In [25]:
from sklearn.feature_extraction.text import TfidfVectorizer, CountVectorizer
import pandas as pd

In [26]:
# Text extracted from the webpage
text = """
Zimbabwe and several other Southern African countries are expected to suffer drought conditions in the annual rain season from October 2023 to April 2024, which coincides with the regional summer cropping season, according weather scientists. The forecast drought conditions are traced to a weather pattern called El Niño, which has traditionally badly affected farming production in Zimbabwe.

El Niño refers to a cycle of warming and cooling events that happens along the equator in the Pacific Ocean leading to an increase in sea surface temperatures across the Pacific. The warming phase of the phenomenon called El Niño Southern Oscillation (ENSO) stimulates drought conditions. ENSO creates both dry and hot conditions that negatively affect food crops. The cooling part of the cycle is called La Niña and has the opposite effect.

The World Meteorological Organization (WMO) says that El Niño conditions have developed in the tropical Pacific for the first time in seven years, setting the stage for a likely surge in global temperatures and disruptive weather and climate patterns. The WMO statement came on the eve of Zimbabwe’s summer cropping season.

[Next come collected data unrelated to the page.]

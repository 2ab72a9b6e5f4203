//! Configuration validation rules.
//!
//! This module provides validation logic for `AppConfig` values
//! after they have been loaded from environment, files, or defaults.

use std::net::SocketAddr;

use crate::config::AppConfig;
use thiserror::Error;

/// Configuration validation errors.
#[derive(Debug, Error)]
pub enum ConfigError {
    #[error("failed to load configuration: {0}")]
    LoadFailed(String),

    #[error("invalid configuration: {field} - {reason}")]
    Invalid { field: String, reason: String },
}

impl AppConfig {
    /// Validate configuration values after loading.
    ///
    /// # Errors
    ///
    /// Returns `ConfigError::Invalid` if:
    /// - `upstream_base_url` is not an absolute http(s) URL
    /// - `fetch_limit`, `cache_ttl_secs`, `max_cache_size` or `refresh_interval_secs` is 0
    /// - `timeout_ms` is less than 100ms or exceeds 5 minutes
    /// - `user_agent` is empty
    /// - `bind_address` is not a socket address
    pub fn validate(&self) -> Result<(), ConfigError> {
        match url::Url::parse(&self.upstream_base_url) {
            Ok(url) if matches!(url.scheme(), "http" | "https") => {}
            Ok(url) => {
                return Err(ConfigError::Invalid {
                    field: "upstream_base_url".into(),
                    reason: format!("unsupported scheme: {}", url.scheme()),
                });
            }
            Err(e) => {
                return Err(ConfigError::Invalid { field: "upstream_base_url".into(), reason: e.to_string() });
            }
        }

        if self.fetch_limit == 0 {
            return Err(ConfigError::Invalid { field: "fetch_limit".into(), reason: "must be greater than 0".into() });
        }

        if self.timeout_ms < 100 {
            return Err(ConfigError::Invalid { field: "timeout_ms".into(), reason: "must be at least 100ms".into() });
        }
        if self.timeout_ms > 300_000 {
            return Err(ConfigError::Invalid {
                field: "timeout_ms".into(),
                reason: "must not exceed 5 minutes (300000ms)".into(),
            });
        }

        if self.user_agent.is_empty() {
            return Err(ConfigError::Invalid { field: "user_agent".into(), reason: "must not be empty".into() });
        }

        if self.cache_ttl_secs == 0 {
            return Err(ConfigError::Invalid { field: "cache_ttl_secs".into(), reason: "must be greater than 0".into() });
        }

        if self.max_cache_size == 0 {
            return Err(ConfigError::Invalid { field: "max_cache_size".into(), reason: "must be greater than 0".into() });
        }

        if self.refresh_interval_secs == 0 {
            return Err(ConfigError::Invalid {
                field: "refresh_interval_secs".into(),
                reason: "must be greater than 0".into(),
            });
        }

        if self.bind_address.parse::<SocketAddr>().is_err() {
            return Err(ConfigError::Invalid {
                field: "bind_address".into(),
                reason: format!("not a socket address: {}", self.bind_address),
            });
        }

        if self.refresh_interval_secs > self.cache_ttl_secs {
            tracing::warn!(
                refresh_interval_secs = self.refresh_interval_secs,
                cache_ttl_secs = self.cache_ttl_secs,
                "refresh interval exceeds cache TTL; reads will hit upstream between refreshes"
            );
        }

        Ok(())
    }
}
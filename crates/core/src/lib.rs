//! Core types and shared functionality for msgsearch.
//!
//! This crate provides:
//! - The `Message` record mirrored from the upstream API
//! - The in-process snapshot cache
//! - The query engine (filter, sort, paginate)
//! - Unified error types
//! - Configuration structures

pub mod cache;
pub mod config;
pub mod error;
pub mod message;
pub mod query;

pub use cache::{CacheView, MessageCache, Snapshot};
pub use config::{AppConfig, ConfigError};
pub use error::Error;
pub use message::Message;
pub use query::{ListParams, MessagePage, SearchPage, SearchParams};
//! Cache refresher.
//!
//! Owns the only write path into the [`MessageCache`]. Three drivers share
//! [`Refresher::refresh_once`]:
//!
//! - startup preload (failure is logged, never fatal)
//! - the periodic background loop (fixed interval, no backoff, stops on cancellation)
//! - on-demand refresh when a request finds the cache stale or empty
//!
//! Refreshes are serialized through an async gate that also records the
//! outcome of the last attempt. An on-demand caller that waited on the gate
//! while another attempt finished takes that outcome instead of fetching
//! again, so a burst of reads costs one upstream call whether it succeeds or
//! fails.

use std::sync::Arc;
use std::sync::atomic::{AtomicU64, Ordering};
use std::time::Duration;

use msgsearch_client::{FetchError, FetchWindow, MessageSource};
use msgsearch_core::{AppConfig, CacheView, MessageCache};
use tokio::sync::Mutex;
use tokio::task::JoinHandle;
use tokio_util::sync::CancellationToken;
use tracing::{error, info, warn};

/// Timing of the background loop.
#[derive(Debug, Clone, Copy, PartialEq, Eq)]
pub struct RefreshSchedule {
    /// Delay before the first tick, so startup finishes cleanly.
    pub initial_delay: Duration,
    /// Sleep between ticks, regardless of the previous outcome.
    pub interval: Duration,
}

impl From<&AppConfig> for RefreshSchedule {
    fn from(config: &AppConfig) -> Self {
        Self { initial_delay: config.refresh_initial_delay(), interval: config.refresh_interval() }
    }
}

pub struct Refresher {
    source: Arc<dyn MessageSource>,
    cache: Arc<MessageCache>,
    window: FetchWindow,
    /// Held for the duration of an attempt; holds the last attempt's error.
    gate: Mutex<Option<FetchError>>,
    /// Finished attempts, bumped while `gate` is held.
    attempts: AtomicU64,
}

impl Refresher {
    pub fn new(source: Arc<dyn MessageSource>, cache: Arc<MessageCache>, window: FetchWindow) -> Self {
        Self { source, cache, window, gate: Mutex::new(None), attempts: AtomicU64::new(0) }
    }

    pub fn cache(&self) -> &Arc<MessageCache> {
        &self.cache
    }

    /// Fetch the configured window and install it.
    ///
    /// On failure the cache is left untouched and the error is returned.
    pub async fn refresh_once(&self) -> Result<usize, FetchError> {
        let mut last_error = self.gate.lock().await;
        self.attempt(&mut last_error).await
    }

    /// Fetch and install while the gate is held, recording the outcome.
    async fn attempt(&self, last_error: &mut Option<FetchError>) -> Result<usize, FetchError> {
        let result = self.source.fetch(self.window).await.map(|messages| self.cache.write(messages).len());
        *last_error = result.as_ref().err().cloned();
        self.attempts.fetch_add(1, Ordering::Release);
        result
    }

    /// One refresh before serving; a failure leaves the cache cold.
    pub async fn preload(&self) {
        match self.refresh_once().await {
            Ok(count) => info!(count, "initial preload complete"),
            Err(e) => error!(error = %e, kind = ?e.kind(), "initial preload failed; first request will refresh"),
        }
    }

    /// Messages for a read request.
    ///
    /// Serves the cache when it is fresh and non-empty. Otherwise refreshes
    /// synchronously, or adopts the outcome of an attempt that finished while
    /// this call waited for the gate. If that refresh failed, a previously
    /// installed snapshot is served stale; the error only surfaces when nothing
    /// was ever installed.
    pub async fn messages(&self) -> Result<CacheView, FetchError> {
        let seen = self.attempts.load(Ordering::Acquire);
        let view = self.cache.read();
        if view.is_servable() {
            return Ok(view);
        }

        let mut last_error = self.gate.lock().await;

        let view = self.cache.read();
        if view.is_servable() {
            return Ok(view);
        }

        // an attempt finished while we waited; its outcome is ours
        let outcome = if self.attempts.load(Ordering::Acquire) != seen {
            match last_error.clone() {
                Some(e) => Err(e),
                None => return Ok(view),
            }
        } else {
            info!(populated = view.is_populated(), fresh = view.is_fresh(), "cache empty or expired; refreshing now");
            self.attempt(&mut last_error).await
        };

        match outcome {
            Ok(_) => Ok(self.cache.read()),
            Err(e) if view.is_populated() => {
                warn!(error = %e, kind = ?e.kind(), stale_count = view.messages().len(), "refresh failed; serving stale snapshot");
                Ok(view)
            }
            Err(e) => Err(e),
        }
    }

    /// Spawn the periodic loop on the runtime.
    pub fn spawn(self: Arc<Self>, schedule: RefreshSchedule, shutdown: CancellationToken) -> JoinHandle<()> {
        tokio::spawn(async move { self.run(schedule, shutdown).await })
    }

    /// Refresh every `schedule.interval` until `shutdown` is cancelled.
    ///
    /// Failures are logged and never change the interval.
    pub async fn run(&self, schedule: RefreshSchedule, shutdown: CancellationToken) {
        tokio::select! {
            _ = shutdown.cancelled() => {
                info!("background refresh cancelled before first tick");
                return;
            }
            _ = tokio::time::sleep(schedule.initial_delay) => {}
        }

        loop {
            info!("background refresh: updating messages cache");

            tokio::select! {
                biased;
                _ = shutdown.cancelled() => break,
                result = self.refresh_once() => match result {
                    Ok(count) => info!(count, "background refresh complete"),
                    Err(e) => error!(error = %e, kind = ?e.kind(), "background refresh failed"),
                },
            }

            tokio::select! {
                _ = shutdown.cancelled() => break,
                _ = tokio::time::sleep(schedule.interval) => {}
            }
        }

        info!("background refresh stopped");
    }
}
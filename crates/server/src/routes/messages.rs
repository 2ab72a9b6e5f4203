//! Raw listing over the cached snapshot.

use axum::{
    Json,
    extract::{Query, State, rejection::QueryRejection},
};
use msgsearch_core::{Error, ListParams, MessagePage, query};

use crate::handler::AppState;

/// `GET /messages/?skip=&limit=`: window over the unfiltered snapshot.
///
/// Refreshes synchronously when the cache is cold or stale.
pub async fn list_messages(
    State(state): State<AppState>, params: Result<Query<ListParams>, QueryRejection>,
) -> Result<Json<MessagePage>, Error> {
    let Query(params) = params.map_err(|e| Error::InvalidInput(e.body_text()))?;
    params.validate()?;

    let view = state.refresher.messages().await?;
    Ok(Json(query::list(view.messages(), &params)))
}
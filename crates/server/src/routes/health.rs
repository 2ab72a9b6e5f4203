//! Liveness probe.

use axum::Json;
use serde::{Deserialize, Serialize};

#[derive(Debug, Clone, Serialize, Deserialize)]
pub struct HealthStatus {
    pub status: String,
}

/// `GET /health`: always ok while the process is serving.
pub async fn health() -> Json<HealthStatus> {
    Json(HealthStatus { status: "ok".into() })
}
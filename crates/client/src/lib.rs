//! Client code for msgsearch.
//!
//! This crate provides the upstream message fetcher and the `MessageSource`
//! seam the server's refresher depends on.

pub mod source;
pub mod upstream;

pub use source::MessageSource;
pub use upstream::{FetchError, FetchErrorKind, FetchWindow, UpstreamClient, UpstreamConfig};
//! The message record served by the upstream API.

use serde::{Deserialize, Serialize};

/// A single message as returned by the upstream `/messages/` endpoint.
///
/// `timestamp` is kept as the raw upstream string; it is only interpreted
/// when sorting search results.
#[derive(Debug, Clone, PartialEq, Eq, Serialize, Deserialize)]
pub struct Message {
    pub id: String,
    pub user_id: String,
    pub user_name: String,
    pub timestamp: String,
    pub message: String,
}
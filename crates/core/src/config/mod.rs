//! Application configuration with layered loading.
//!
//! This module provides configuration management using figment for layered
//! configuration loading from multiple sources:
//!
//! 1. Environment variables (MSGSEARCH_*)
//! 2. TOML config file (if MSGSEARCH_CONFIG_FILE set)
//! 3. Built-in defaults

use std::time::Duration;

use figment::{
    Figment,
    providers::{Env, Format, Serialized, Toml},
};
use serde::{Deserialize, Serialize};

mod validation;

pub use validation::ConfigError;

/// Application configuration with layered loading.
///
/// Loading precedence (highest wins):
/// 1. Environment variables (MSGSEARCH_*)
/// 2. TOML config file (if MSGSEARCH_CONFIG_FILE set)
/// 3. Built-in defaults
#[derive(Debug, Clone, Serialize, Deserialize)]
pub struct AppConfig {
    /// Base URL of the upstream message API.
    ///
    /// Set via MSGSEARCH_UPSTREAM_BASE_URL environment variable.
    #[serde(default = "default_upstream_base_url")]
    pub upstream_base_url: String,

    /// Offset of the window fetched on every refresh.
    #[serde(default)]
    pub fetch_skip: u32,

    /// Size of the window fetched on every refresh.
    ///
    /// Set via MSGSEARCH_FETCH_LIMIT environment variable.
    #[serde(default = "default_fetch_limit")]
    pub fetch_limit: u32,

    /// Upstream request timeout in milliseconds.
    ///
    /// Set via MSGSEARCH_TIMEOUT_MS environment variable.
    #[serde(default = "default_timeout_ms")]
    pub timeout_ms: u64,

    /// Maximum number of redirects followed per upstream request.
    #[serde(default = "default_max_redirects")]
    pub max_redirects: usize,

    /// User-Agent string for upstream requests.
    #[serde(default = "default_user_agent")]
    pub user_agent: String,

    /// How long a snapshot stays fresh after a successful refresh, in seconds.
    ///
    /// Set via MSGSEARCH_CACHE_TTL_SECS environment variable.
    #[serde(default = "default_cache_ttl_secs")]
    pub cache_ttl_secs: u64,

    /// Maximum number of messages kept in a snapshot.
    ///
    /// Set via MSGSEARCH_MAX_CACHE_SIZE environment variable.
    #[serde(default = "default_max_cache_size")]
    pub max_cache_size: usize,

    /// Interval between background refreshes, in seconds.
    ///
    /// Set via MSGSEARCH_REFRESH_INTERVAL_SECS environment variable.
    #[serde(default = "default_refresh_interval_secs")]
    pub refresh_interval_secs: u64,

    /// Delay before the first background refresh, in milliseconds.
    #[serde(default = "default_refresh_initial_delay_ms")]
    pub refresh_initial_delay_ms: u64,

    /// Socket address the HTTP server binds to.
    ///
    /// Set via MSGSEARCH_BIND_ADDRESS environment variable.
    #[serde(default = "default_bind_address")]
    pub bind_address: String,

    /// Fallback tracing filter when RUST_LOG is not set.
    #[serde(default = "default_log_level")]
    pub log_level: String,

    /// Emit logs as JSON lines.
    #[serde(default)]
    pub log_json: bool,
}

fn default_upstream_base_url() -> String {
    "https://november7-730026606190.europe-west1.run.app".into()
}

fn default_fetch_limit() -> u32 {
    100
}

fn default_timeout_ms() -> u64 {
    5_000
}

fn default_max_redirects() -> usize {
    10
}

fn default_user_agent() -> String {
    "msgsearch/0.1".into()
}

fn default_cache_ttl_secs() -> u64 {
    60
}

fn default_max_cache_size() -> usize {
    10_000
}

fn default_refresh_interval_secs() -> u64 {
    60
}

fn default_refresh_initial_delay_ms() -> u64 {
    1_000
}

fn default_bind_address() -> String {
    "0.0.0.0:8000".into()
}

fn default_log_level() -> String {
    "info".into()
}

impl Default for AppConfig {
    fn default() -> Self {
        Self {
            upstream_base_url: default_upstream_base_url(),
            fetch_skip: 0,
            fetch_limit: default_fetch_limit(),
            timeout_ms: default_timeout_ms(),
            max_redirects: default_max_redirects(),
            user_agent: default_user_agent(),
            cache_ttl_secs: default_cache_ttl_secs(),
            max_cache_size: default_max_cache_size(),
            refresh_interval_secs: default_refresh_interval_secs(),
            refresh_initial_delay_ms: default_refresh_initial_delay_ms(),
            bind_address: default_bind_address(),
            log_level: default_log_level(),
            log_json: false,
        }
    }
}

impl AppConfig {
    /// Timeout as Duration for use with reqwest.
    pub fn timeout(&self) -> Duration {
        Duration::from_millis(self.timeout_ms)
    }

    /// Snapshot freshness window.
    pub fn cache_ttl(&self) -> Duration {
        Duration::from_secs(self.cache_ttl_secs)
    }

    /// Background refresh interval.
    pub fn refresh_interval(&self) -> Duration {
        Duration::from_secs(self.refresh_interval_secs)
    }

    /// Delay before the first background refresh.
    pub fn refresh_initial_delay(&self) -> Duration {
        Duration::from_millis(self.refresh_initial_delay_ms)
    }

    /// Load configuration from all sources with layered precedence.
    ///
    /// Priority (highest wins):
    /// 1. Environment variables prefixed with `MSGSEARCH_`
    /// 2. TOML file from `MSGSEARCH_CONFIG_FILE` (if set)
    /// 3. Built-in defaults via `Default::default()`
    ///
    /// # Errors
    ///
    /// Returns `ConfigError` if:
    /// - Configuration file cannot be read
    /// - Environment variables cannot be parsed
    /// - Validation fails after loading
    pub fn load() -> Result<Self, ConfigError> {
        let mut figment = Figment::from(Serialized::defaults(Self::default()));

        if let Ok(config_path) = std::env::var("MSGSEARCH_CONFIG_FILE") {
            figment = figment.merge(Toml::file(&config_path));
        }

        figment = figment.merge(
            Env::prefixed("MSGSEARCH_")
                .ignore(&["CONFIG_FILE"])
                .map(|key| key.as_str().to_lowercase().into())
                .split("__"),
        );

        let config: Self = figment.extract().map_err(|e| ConfigError::LoadFailed(e.to_string()))?;

        config.validate()?;

        Ok(config)
    }
}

It causes drought and heatwaves, affects water supply for domestic, animal and industrial use and hits farming output for rain-fed agriculture.

The El Niño poses a threat to the agricultural livelihoods of millions of people globally. In Southern Africa and Zimbabwe in particular, the impacts of El Niño have been felt across all sectors affecting the most vulnerable communities.

El Niño and La Niña events happen every two to seven years, on average, but they don’t occur on a regular schedule.

They usually last for 9-12 months but have been known to last for several years at a time.

El Niño affects weather and storm patterns in different parts of the world.

El Nino come in different varieties (no two El Niño events are exactly alike in intensity).

In February 2016, former Zimbabwe President Robert Mugabe declared “ A state of disaster” following a drought triggered by El Niño, which left 2.44 million people struggling for food. The following was the recorded impact:

Some 75 percent of Zimbabwe received less than normal rainfall.

Severe livestock deaths – 17,000 were recorded in 2016.

Crop failure, yield reduction leading to drought.

Grain shortfall of 1.5 million tonnes.

Increased household food insecurity as a result of loss of income. At least 70 percent of food production depends on peasant agriculture, with a majority of farmers in this category having no access to water for irrigation purposes.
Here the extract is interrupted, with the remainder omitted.